There is a market for secure and publicly verifiable Location Based Services (LBS). For example, a service can say "I can be accessed HERE" or "HERE is where one can find me", that "here", in today's realities, can be easily spoofed. Now, if one publicizes (preferably numerous) public verifications of "here" in via the blockchain or, even better, a block-graph, one arrives as a much higher level of security. With a little effort, public verification can be anonymized to protect identity of participants.
Perspectives
There is one huge future goal for this research which incidentally also solves an urgent existing problem. When coupled with a lifelog-like element, personal daily lives can be encoded as LBS traces, which would allow to quickly detect anomalous (as in malicious) activity. In plain words and through a simple example, this could be the end of credit card theft (old) and attacks on cashless payment systems (new). With such augmented security, one can envision that people would strive to imprint their mobility patterns for their own safety.
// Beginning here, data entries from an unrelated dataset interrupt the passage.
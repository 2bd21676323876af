//! Interpretation of decoded payloads.
//!
//! The scan core hands payloads over as opaque strings. Menu codes carry a
//! URL shaped `https://<host>/menu/{menuId}/{itemId?}`; a payload with no
//! scheme is accepted as a bare menu identifier.

use serde::Serialize;
use std::fmt;
use thiserror::Error;
use url::Url;

/// Errors from payload interpretation.
#[derive(Debug, Clone, PartialEq, Eq, Error)]
pub enum PayloadError {
    #[error("payload is empty")]
    Empty,
    #[error("payload is not a valid URL: {0}")]
    InvalidUrl(String),
    #[error("URL path is not /menu/{{id}}/{{item?}}: {0}")]
    UnexpectedPath(String),
}

/// A menu reference decoded from a scanned code.
#[derive(Debug, Clone, PartialEq, Eq, Serialize)]
pub struct MenuLink {
    /// Menu identifier.
    pub menu_id: String,
    /// Optional item within the menu.
    pub item_id: Option<String>,
}

impl MenuLink {
    /// Creates a link to a whole menu.
    pub fn new(menu_id: impl Into<String>) -> Self {
        Self {
            menu_id: menu_id.into(),
            item_id: None,
        }
    }

    /// Narrows the link to one item.
    pub fn with_item(mut self, item_id: impl Into<String>) -> Self {
        self.item_id = Some(item_id.into());
        self
    }

    /// Parses a scanned payload.
    pub fn from_payload(payload: &str) -> Result<Self, PayloadError> {
        let payload = payload.trim();
        if payload.is_empty() {
            return Err(PayloadError::Empty);
        }

        if !payload.contains("://") {
            return Self::from_identifier(payload);
        }

        let url = Url::parse(payload).map_err(|e| PayloadError::InvalidUrl(e.to_string()))?;
        let mut segments = url
            .path_segments()
            .into_iter()
            .flatten()
            .filter(|s| !s.is_empty());

        match (segments.next(), segments.next(), segments.next()) {
            (Some("menu"), Some(menu_id), item_id) => Ok(Self {
                menu_id: menu_id.to_string(),
                item_id: item_id.map(str::to_string),
            }),
            _ => Err(PayloadError::UnexpectedPath(url.path().to_string())),
        }
    }

    fn from_identifier(id: &str) -> Result<Self, PayloadError> {
        if id.chars().any(|c| c.is_whitespace() || c == '/') {
            return Err(PayloadError::UnexpectedPath(id.to_string()));
        }
        Ok(Self::new(id))
    }

    /// App route for this link: `/menu/{id}` or `/menu/{id}/{item}`.
    pub fn route(&self) -> String {
        match &self.item_id {
            Some(item) => format!("/menu/{}/{}", self.menu_id, item),
            None => format!("/menu/{}", self.menu_id),
        }
    }

    /// Full URL for printing as a test code under `origin`.
    pub fn to_url(&self, origin: &Url) -> Result<Url, PayloadError> {
        origin
            .join(&self.route())
            .map_err(|e| PayloadError::InvalidUrl(e.to_string()))
    }
}

impl fmt::Display for MenuLink {
    fn fmt(&self, f: &mut fmt::Formatter<'_>) -> fmt::Result {
        f.write_str(&self.route())
    }
}

#[cfg(test)]
mod tests {
    use super::*;

    #[test]
    fn test_menu_url() {
        let link = MenuLink::from_payload("https://example.com/menu/demo1").unwrap();
        assert_eq!(link, MenuLink::new("demo1"));
        assert_eq!(link.route(), "/menu/demo1");
    }

    #[test]
    fn test_menu_item_url() {
        let link = MenuLink::from_payload("https://example.com/menu/demo1/burger/").unwrap();
        assert_eq!(link, MenuLink::new("demo1").with_item("burger"));
        assert_eq!(link.to_string(), "/menu/demo1/burger");
    }

    #[test]
    fn test_bare_identifier() {
        assert_eq!(
            MenuLink::from_payload(" demo2 ").unwrap(),
            MenuLink::new("demo2")
        );
    }

    #[test]
    fn test_rejects_other_paths() {
        assert!(matches!(
            MenuLink::from_payload("https://example.com/about"),
            Err(PayloadError::UnexpectedPath(_))
        ));
        assert!(matches!(
            MenuLink::from_payload("https://example.com/menu"),
            Err(PayloadError::UnexpectedPath(_))
        ));
        assert_eq!(MenuLink::from_payload("   "), Err(PayloadError::Empty));
        assert!(matches!(
            MenuLink::from_payload("http://[bad"),
            Err(PayloadError::InvalidUrl(_))
        ));
    }

    #[test]
    fn test_to_url_round_trips_through_parser() {
        let origin = Url::parse("https://example.com").unwrap();
        let link = MenuLink::new("demo1");
        let url = link.to_url(&origin).unwrap();

        assert_eq!(url.as_str(), "https://example.com/menu/demo1");
        assert_eq!(MenuLink::from_payload(url.as_str()).unwrap(), link);
    }
}
use std::sync::Arc;

use async_trait::async_trait;
use dashmap::DashMap;
use tracing::debug;

use credence_core::types::Did;

use crate::document::DidDocument;
use crate::error::IdentityError;

/// Resolves a DID to its DID Document.
#[async_trait]
pub trait DidResolver: Send + Sync {
    async fn resolve(&self, did: &str) -> Result<DidDocument, IdentityError>;
}

/// Resolver backed by a concurrent in-memory registry.
///
/// Intended for tests and for deployments where the set of participating
/// DIDs is provisioned up front.
#[derive(Default)]
pub struct InMemoryDidResolver {
    documents: DashMap<String, DidDocument>,
}

impl InMemoryDidResolver {
    pub fn new() -> Self {
        Self::default()
    }

    /// Register a document, replacing any existing one for the same DID.
    pub fn register(&self, doc: DidDocument) {
        debug!(did = %doc.id, "registering DID document");
        self.documents.insert(doc.id.clone(), doc);
    }

    pub fn remove(&self, did: &str) -> bool {
        self.documents.remove(did).is_some()
    }

    pub fn len(&self) -> usize {
        self.documents.len()
    }

    pub fn is_empty(&self) -> bool {
        self.documents.is_empty()
    }
}

#[async_trait]
impl DidResolver for InMemoryDidResolver {
    async fn resolve(&self, did: &str) -> Result<DidDocument, IdentityError> {
        // Reject malformed identifiers before hitting the registry.
        Did::new(did)?;
        self.documents
            .get(did)
            .map(|entry| entry.value().clone())
            .ok_or_else(|| IdentityError::DidNotFound(did.to_string()))
    }
}

/// Tries a list of resolvers in order, returning the first success.
pub struct CompositeDidResolver {
    resolvers: Vec<Arc<dyn DidResolver>>,
}

impl CompositeDidResolver {
    pub fn new(resolvers: Vec<Arc<dyn DidResolver>>) -> Self {
        Self { resolvers }
    }
}

#[async_trait]
impl DidResolver for CompositeDidResolver {
    async fn resolve(&self, did: &str) -> Result<DidDocument, IdentityError> {
        for resolver in &self.resolvers {
            match resolver.resolve(did).await {
                Ok(doc) => return Ok(doc),
                Err(err) => {
                    debug!(did, error = %err, "resolver miss, trying next");
                }
            }
        }
        Err(IdentityError::DidNotFound(did.to_string()))
    }
}
impl CredentialValidator {
    pub fn new(
        resolver: Arc<dyn DidResolver>,
        key_provider: Arc<dyn KeyProvider>,
        proof_factory: Arc<ProofServiceFactory>,
        status_service: Arc<dyn CredentialStatusService>,
    ) -> Self {
        Self {
            resolver,
            key_provider,
            proof_factory,
            status_service,
        }
    }

    /// Validate a credential supplied as a compact token or a JSON document.
    pub async fn validate(&self, input: &str, options: &ValidationOptions) -> ValidationResult {
        let mut result = ValidationResult::default();
        let mut context = ValidationContext::default();

        match classify(input) {
            Ok(CredentialEncoding::CompactToken(token)) => match decode_token(&token) {
                Ok(decoded) => {
                    context = self.validate_token(decoded, &mut result).await;
                }
                Err(e) => result
                    .errors
                    .push(ValidationIssue::new(IssueCode::Malformed, e.to_string())),
            },
            Ok(CredentialEncoding::StructuredDocument(doc)) => {
                context = self.validate_document(doc, &mut result).await;
            }
            Err(e) => result
                .errors
                .push(ValidationIssue::new(IssueCode::Malformed, e.to_string())),
        }

        // Status, challenge, and trust checks run regardless of what the
        // signature step found; errors accumulate, never short-circuit.
        self.apply_common_checks(&context, options, &mut result)
            .await;

        result.is_valid = result.errors.is_empty();
        debug!(
            valid = result.is_valid,
            errors = result.errors.len(),
            warnings = result.warnings.len(),
            "credential validated"
        );
        result
    }

    /// Validate an in-memory credential through the structured path.
    pub async fn validate_credential(
        &self,
        credential: &VerifiableCredential,
        options: &ValidationOptions,
    ) -> ValidationResult {
        match serde_json::to_string(credential) {
            Ok(json) => self.validate(&json, options).await,
            Err(e) => {
                let mut result = ValidationResult::default();
                result
                    .errors
                    .push(ValidationIssue::new(IssueCode::Malformed, e.to_string()));
                result
            }
        }
    }

    async fn resolve_issuer(
        &self,
        issuer: &str,
        result: &mut ValidationResult,
    ) -> Option<DidDocument> {
        match self.resolver.resolve(issuer).await {
            Ok(doc) => Some(doc),
            Err(e) => {
                result.errors.push(ValidationIssue::new(
                    IssueCode::DidResolution,
                    format!("issuer {}: {}", issuer, e),
                ));
                None
            }
        }
    }

    /// Locate a verification method for assertion, falling back to the
    /// authentication relationship.
    fn assertion_method<'a>(
        doc: &'a DidDocument,
        key_id: &str,
    ) -> Option<&'a credence_identity::VerificationMethod> {
        find_verification_method(doc, key_id, VerificationRelationship::AssertionMethod)
            .or_else(|| {
                find_verification_method(doc, key_id, VerificationRelationship::Authentication)
            })
    }

    async fn validate_token(
        &self,
        decoded: DecodedToken,
        result: &mut ValidationResult,
    ) -> ValidationContext {
        result.credential_id = decoded.claims.jti.clone();
        result.issuer = Some(decoded.claims.iss.clone());
        result.subject = Some(decoded.claims.sub.clone());
        if let Some(ty) = &decoded.claims.credential_type {
            result.credential_types.push(ty.clone());
        }
        result.claims = decoded.claims.extra.clone();

        if let Some(doc) = self.resolve_issuer(&decoded.claims.iss, result).await {
            match Self::assertion_method(&doc, &decoded.header.kid) {
                Some(vm) => {
                    match self
                        .key_provider
                        .verify(
                            decoded.signing_input.as_bytes(),
                            &decoded.signature,
                            &vm.id,
                        )
                        .await
                    {
                        Ok(true) => {}
                        Ok(false) => result.errors.push(ValidationIssue::new(
                            IssueCode::ProofVerification,
                            "token signature mismatch",
                        )),
                        Err(e) => result.errors.push(ValidationIssue::new(
                            IssueCode::ProofVerification,
                            e.to_string(),
                        )),
                    }
                }
                None => result.errors.push(ValidationIssue::new(
                    IssueCode::ProofVerification,
                    format!("no verification method for key {}", decoded.header.kid),
                )),
            }
        }

        let now = Utc::now();
        if let Some(expires_at) = decoded.claims.expires_at() {
            if expires_at < now {
                result.errors.push(ValidationIssue::new(
                    IssueCode::Expired,
                    format!("token expired at {}", expires_at),
                ));
            }
        }
        if let Some(not_before) = decoded.claims.not_before() {
            if not_before > now {
                result.errors.push(ValidationIssue::new(
                    IssueCode::NotYetValid,
                    format!("token not valid before {}", not_before),
                ));
            }
        }

        ValidationContext {
            status: decoded.claims.credential_status,
            challenge: decoded.claims.nonce,
        }
    }

    async fn validate_document(
        &self,
        doc: Value,
        result: &mut ValidationResult,
    ) -> ValidationContext {
        let credential: VerifiableCredential = match serde_json::from_value(doc) {
            Ok(vc) => vc,
            Err(e) => {
                result.errors.push(ValidationIssue::new(
                    IssueCode::Malformed,
                    format!("not a verifiable credential: {}", e),
                ));
                return ValidationContext::default();
            }
        };

        result.credential_id = Some(credential.id.clone());
        result.issuer = Some(credential.issuer.clone());
        result.subject = credential.subject_id().map(str::to_string);
        result.credential_types = credential.credential_type.clone();
        result.claims = credential
            .credential_subject
            .iter()
            .filter(|(name, _)| name.as_str() != "id")
            .map(|(name, value)| (name.clone(), value.clone()))
            .collect();

        let mut context = ValidationContext {
            status: credential.credential_status.clone(),
            challenge: None,
        };

        let Some(representation) = credential.proof.clone() else {
            result.errors.push(ValidationIssue::new(
                IssueCode::MissingProof,
                "credential is unsigned",
            ));
            return context;
        };

        match representation.scheme() {
            Ok(_) => {}
            Err(ProofError::UnsupportedProofType(ty)) => {
                result.errors.push(ValidationIssue::new(
                    IssueCode::UnsupportedProofType,
                    format!("unsupported proof type: {}", ty),
                ));
                return context;
            }
            Err(e) => {
                result
                    .errors
                    .push(ValidationIssue::new(IssueCode::Malformed, e.to_string()));
                return context;
            }
        }
        let proof = match representation.into_structured() {
            Ok(proof) => proof,
            Err(e) => {
                result
                    .errors
                    .push(ValidationIssue::new(IssueCode::Malformed, e.to_string()));
                return context;
            }
        };
        context.challenge = proof.challenge.clone();

        // An issuer proof must assert (or at least authenticate); other
        // purposes are recorded as an error but the remaining checks run.
        if !matches!(
            proof.proof_purpose,
            ProofPurpose::AssertionMethod | ProofPurpose::Authentication
        ) {
            result.errors.push(ValidationIssue::new(
                IssueCode::ProofVerification,
                format!(
                    "credential proof purpose must be assertionMethod, got {}",
                    proof.proof_purpose.as_str()
                ),
            ));
        }

        if let Some(issuer_doc) = self.resolve_issuer(&credential.issuer, result).await {
            if Self::assertion_method(&issuer_doc, &proof.verification_method).is_none() {
                result.errors.push(ValidationIssue::new(
                    IssueCode::ProofVerification,
                    format!(
                        "no verification method for {}",
                        proof.verification_method
                    ),
                ));
            } else {
                let service = self.proof_factory.service_for(proof.proof_type);
                match credential.signing_payload() {
                    Ok(payload) => match service.verify_proof(&payload, &proof).await {
                        Ok(true) => {}
                        Ok(false) => result.errors.push(ValidationIssue::new(
                            IssueCode::ProofVerification,
                            "proof signature mismatch",
                        )),
                        Err(ProofError::NotImplemented(scheme)) => {
                            result.errors.push(ValidationIssue::new(
                                IssueCode::UnsupportedProofType,
                                format!("proof scheme not implemented: {}", scheme),
                            ))
                        }
                        Err(e) => result.errors.push(ValidationIssue::new(
                            IssueCode::ProofVerification,
                            e.to_string(),
                        )),
                    },
                    Err(e) => result
                        .errors
                        .push(ValidationIssue::new(IssueCode::Malformed, e.to_string())),
                }
            }
        }

        if credential.is_expired_at(Utc::now()) {
            result.errors.push(ValidationIssue::new(
                IssueCode::Expired,
                format!(
                    "credential expired at {}",
                    credential
                        .expiration_date
                        .map(|d| d.to_rfc3339())
                        .unwrap_or_default()
                ),
            ));
        }

        context
    }

    async fn apply_common_checks(
        &self,
        context: &ValidationContext,
        options: &ValidationOptions,
        result: &mut ValidationResult,
    ) {
        if options.check_status {
            if let Some(status) = &context.status {
                match self.status_service.check_status(&status.id).await {
                    Ok(check) => {
                        if check.is_revoked {
                            result.errors.push(ValidationIssue::new(
                                IssueCode::Revoked,
                                check
                                    .reason
                                    .clone()
                                    .unwrap_or_else(|| "credential revoked".into()),
                            ));
                        }
                        if check.is_suspended {
                            result.errors.push(ValidationIssue::new(
                                IssueCode::Suspended,
                                check
                                    .reason
                                    .clone()
                                    .unwrap_or_else(|| "credential suspended".into()),
                            ));
                        }
                    }
                    Err(e) => result.errors.push(ValidationIssue::new(
                        IssueCode::Revoked,
                        format!("status check failed: {}", e),
                    )),
                }
            }
        }

        if let Some(expected) = &options.expected_challenge {
            if context.challenge.as_deref() != Some(expected.as_str()) {
                result.errors.push(ValidationIssue::new(
                    IssueCode::ChallengeMismatch,
                    "challenge does not match expectation",
                ));
            }
        }

        if !options.trusted_issuers.is_empty() {
            if let Some(issuer) = &result.issuer {
                if !options.trusted_issuers.contains(issuer) {
                    result.warnings.push(ValidationIssue::new(
                        IssueCode::UntrustedIssuer,
                        format!("issuer {} not in trusted list", issuer),
                    ));
                }
            }
        }
    }
}
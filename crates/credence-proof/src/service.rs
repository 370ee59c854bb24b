use std::sync::Arc;

use async_trait::async_trait;
use base64::engine::general_purpose::STANDARD as BASE64;
use base64::Engine;
use chrono::{DateTime, Utc};
use serde_json::Value;
use tracing::{debug, warn};

use crate::error::ProofError;
use crate::key_provider::KeyProvider;
use crate::model::{canonical_json, Proof, ProofPurpose};
use crate::scheme::ProofScheme;

/// Creates and verifies proofs for one scheme.
///
/// Signing and verification bytes go through the injected [`KeyProvider`];
/// the service itself only canonicalizes, encodes, and shapes the proof.
#[async_trait]
pub trait ProofService: Send + Sync {
    /// The scheme this service handles.
    fn scheme(&self) -> ProofScheme;

    /// Sign the canonicalized document and return the assembled proof.
    async fn create_proof(
        &self,
        document: &Value,
        verification_method: &str,
        purpose: ProofPurpose,
        created: Option<DateTime<Utc>>,
    ) -> Result<Proof, ProofError>;

    /// Verify a proof over the canonicalized document.
    async fn verify_proof(&self, document: &Value, proof: &Proof) -> Result<bool, ProofError>;

    /// Proof-level revocation hook for schemes that embed status material.
    /// The engine's credential status service is authoritative; schemes
    /// without embedded status report not-revoked here.
    async fn is_revoked(&self, _status_list: &str, _index: u64) -> Result<bool, ProofError> {
        Ok(false)
    }
}

impl std::fmt::Debug for dyn ProofService {
    fn fmt(&self, f: &mut std::fmt::Formatter<'_>) -> std::fmt::Result {
        write!(f, "ProofService({})", self.scheme())
    }
}

async fn sign_document(
    key_provider: &dyn KeyProvider,
    scheme: ProofScheme,
    document: &Value,
    verification_method: &str,
    purpose: ProofPurpose,
    created: Option<DateTime<Utc>>,
) -> Result<Proof, ProofError> {
    let payload = canonical_json(document)?;
    let signature = key_provider.sign(&payload, verification_method).await?;
    debug!(scheme = %scheme, %verification_method, "proof created");
    Ok(Proof {
        proof_type: scheme,
        created: created.unwrap_or_else(Utc::now),
        verification_method: verification_method.to_string(),
        proof_purpose: purpose,
        proof_value: BASE64.encode(signature),
        challenge: None,
        domain: None,
    })
}

async fn verify_document(
    key_provider: &dyn KeyProvider,
    scheme: ProofScheme,
    document: &Value,
    proof: &Proof,
) -> Result<bool, ProofError> {
    if proof.proof_type != scheme {
        return Err(ProofError::ProofVerification(format!(
            "proof type {} handled by {} service",
            proof.proof_type, scheme
        )));
    }
    let payload = canonical_json(document)?;
    let signature = BASE64
        .decode(&proof.proof_value)
        .map_err(|e| ProofError::InvalidProofValue(e.to_string()))?;
    let valid = key_provider
        .verify(&payload, &signature, &proof.verification_method)
        .await?;
    if !valid {
        warn!(scheme = %scheme, verification_method = %proof.verification_method,
            "signature mismatch");
    }
    Ok(valid)
}

/// Ed25519Signature2020 proofs.
pub struct Ed25519ProofService {
    key_provider: Arc<dyn KeyProvider>,
}

impl Ed25519ProofService {
    pub fn new(key_provider: Arc<dyn KeyProvider>) -> Self {
        Self { key_provider }
    }
}

#[async_trait]
impl ProofService for Ed25519ProofService {
    fn scheme(&self) -> ProofScheme {
        ProofScheme::Ed25519Signature2020
    }

    async fn create_proof(
        &self,
        document: &Value,
        verification_method: &str,
        purpose: ProofPurpose,
        created: Option<DateTime<Utc>>,
    ) -> Result<Proof, ProofError> {
        sign_document(
            self.key_provider.as_ref(),
            self.scheme(),
            document,
            verification_method,
            purpose,
            created,
        )
        .await
    }

    async fn verify_proof(&self, document: &Value, proof: &Proof) -> Result<bool, ProofError> {
        verify_document(self.key_provider.as_ref(), self.scheme(), document, proof).await
    }
}

/// RsaSignature2018 proofs. The key provider carries the RSA primitives;
/// the proof shape and canonicalization are identical to Ed25519.
pub struct RsaProofService {
    key_provider: Arc<dyn KeyProvider>,
}

impl RsaProofService {
    pub fn new(key_provider: Arc<dyn KeyProvider>) -> Self {
        Self { key_provider }
    }
}

#[async_trait]
impl ProofService for RsaProofService {
    fn scheme(&self) -> ProofScheme {
        ProofScheme::RsaSignature2018
    }

    async fn create_proof(
        &self,
        document: &Value,
        verification_method: &str,
        purpose: ProofPurpose,
        created: Option<DateTime<Utc>>,
    ) -> Result<Proof, ProofError> {
        sign_document(
            self.key_provider.as_ref(),
            self.scheme(),
            document,
            verification_method,
            purpose,
            created,
        )
        .await
    }

    async fn verify_proof(&self, document: &Value, proof: &Proof) -> Result<bool, ProofError> {
        verify_document(self.key_provider.as_ref(), self.scheme(), document, proof).await
    }
}

/// Placeholder for schemes the factory recognizes but the engine does not
/// yet implement (ECDSA secp256k1, BBS+, generic JWS). Every operation
/// reports a typed `NotImplemented` error, never a false success.
pub struct UnimplementedProofService {
    scheme: ProofScheme,
}

impl UnimplementedProofService {
    pub fn new(scheme: ProofScheme) -> Self {
        Self { scheme }
    }
}

#[async_trait]
impl ProofService for UnimplementedProofService {
    fn scheme(&self) -> ProofScheme {
        self.scheme
    }

    async fn create_proof(
        &self,
        _document: &Value,
        _verification_method: &str,
        _purpose: ProofPurpose,
        _created: Option<DateTime<Utc>>,
    ) -> Result<Proof, ProofError> {
        Err(ProofError::NotImplemented(self.scheme))
    }

    async fn verify_proof(&self, _document: &Value, _proof: &Proof) -> Result<bool, ProofError> {
        Err(ProofError::NotImplemented(self.scheme))
    }
}

#[cfg(test)]
mod tests {
    use super::*;
    use crate::key_provider::InMemoryKeyProvider;
    use serde_json::json;

    fn ed25519_setup() -> (Ed25519ProofService, String) {
        let provider = Arc::new(InMemoryKeyProvider::new());
        let handle = provider.generate("did:example:issuer1");
        (Ed25519ProofService::new(provider), handle.verification_method)
    }

    #[tokio::test]
    async fn test_create_and_verify() {
        let (service, vm) = ed25519_setup();
        let doc = json!({"id": "urn:uuid:1", "claim": "BSc"});

        let proof = service
            .create_proof(&doc, &vm, ProofPurpose::AssertionMethod, None)
            .await
            .unwrap();
        assert_eq!(proof.proof_type, ProofScheme::Ed25519Signature2020);
        assert_eq!(proof.proof_purpose, ProofPurpose::AssertionMethod);
        assert!(service.verify_proof(&doc, &proof).await.unwrap());
    }

    #[tokio::test]
    async fn test_tampered_document_fails() {
        let (service, vm) = ed25519_setup();
        let doc = json!({"claim": "BSc"});
        let proof = service
            .create_proof(&doc, &vm, ProofPurpose::AssertionMethod, None)
            .await
            .unwrap();

        let tampered = json!({"claim": "PhD"});
        assert!(!service.verify_proof(&tampered, &proof).await.unwrap());
    }

    #[tokio::test]
    async fn test_field_order_does_not_matter() {
        let (service, vm) = ed25519_setup();
        let doc = json!({"a": 1, "b": 2});
        let proof = service
            .create_proof(&doc, &vm, ProofPurpose::AssertionMethod, None)
            .await
            .unwrap();

        let reordered = json!({"b": 2, "a": 1});
        assert!(service.verify_proof(&reordered, &proof).await.unwrap());
    }

    #[tokio::test]
    async fn test_scheme_mismatch_rejected() {
        let (service, vm) = ed25519_setup();
        let doc = json!({"claim": "BSc"});
        let mut proof = service
            .create_proof(&doc, &vm, ProofPurpose::AssertionMethod, None)
            .await
            .unwrap();
        proof.proof_type = ProofScheme::RsaSignature2018;

        let err = service.verify_proof(&doc, &proof).await.unwrap_err();
        assert!(matches!(err, ProofError::ProofVerification(_)));
    }

    #[tokio::test]
    async fn test_unimplemented_schemes_report_typed_error() {
        for scheme in [
            ProofScheme::EcdsaSecp256k1Signature2019,
            ProofScheme::BbsBlsSignature2020,
            ProofScheme::JsonWebSignature2020,
        ] {
            let service = UnimplementedProofService::new(scheme);
            let err = service
                .create_proof(&json!({}), "did:example:a#keys-1", ProofPurpose::AssertionMethod, None)
                .await
                .unwrap_err();
            assert!(matches!(err, ProofError::NotImplemented(s) if s == scheme));
        }
    }

    #[tokio::test]
    async fn test_default_revocation_hook() {
        let (service, _) = ed25519_setup();
        assert!(!service.is_revoked("https://example.com/status/1", 42).await.unwrap());
    }
}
Besides the automation (subways, routine cashless payments, etc.), how about "I was here" digital poles in dense urban areas?
Marat Zhanikeev
Tokyo University of Science
Read the Original
This page is a summary of: The Last Man Standing Technique for Proof-of-Location in IoT Infrastructures at Network Edge, Wireless Communications and Mobile Computing, June 2019, Hindawi Publishing Corporation,
DOI: 10.1155/2019/7317019.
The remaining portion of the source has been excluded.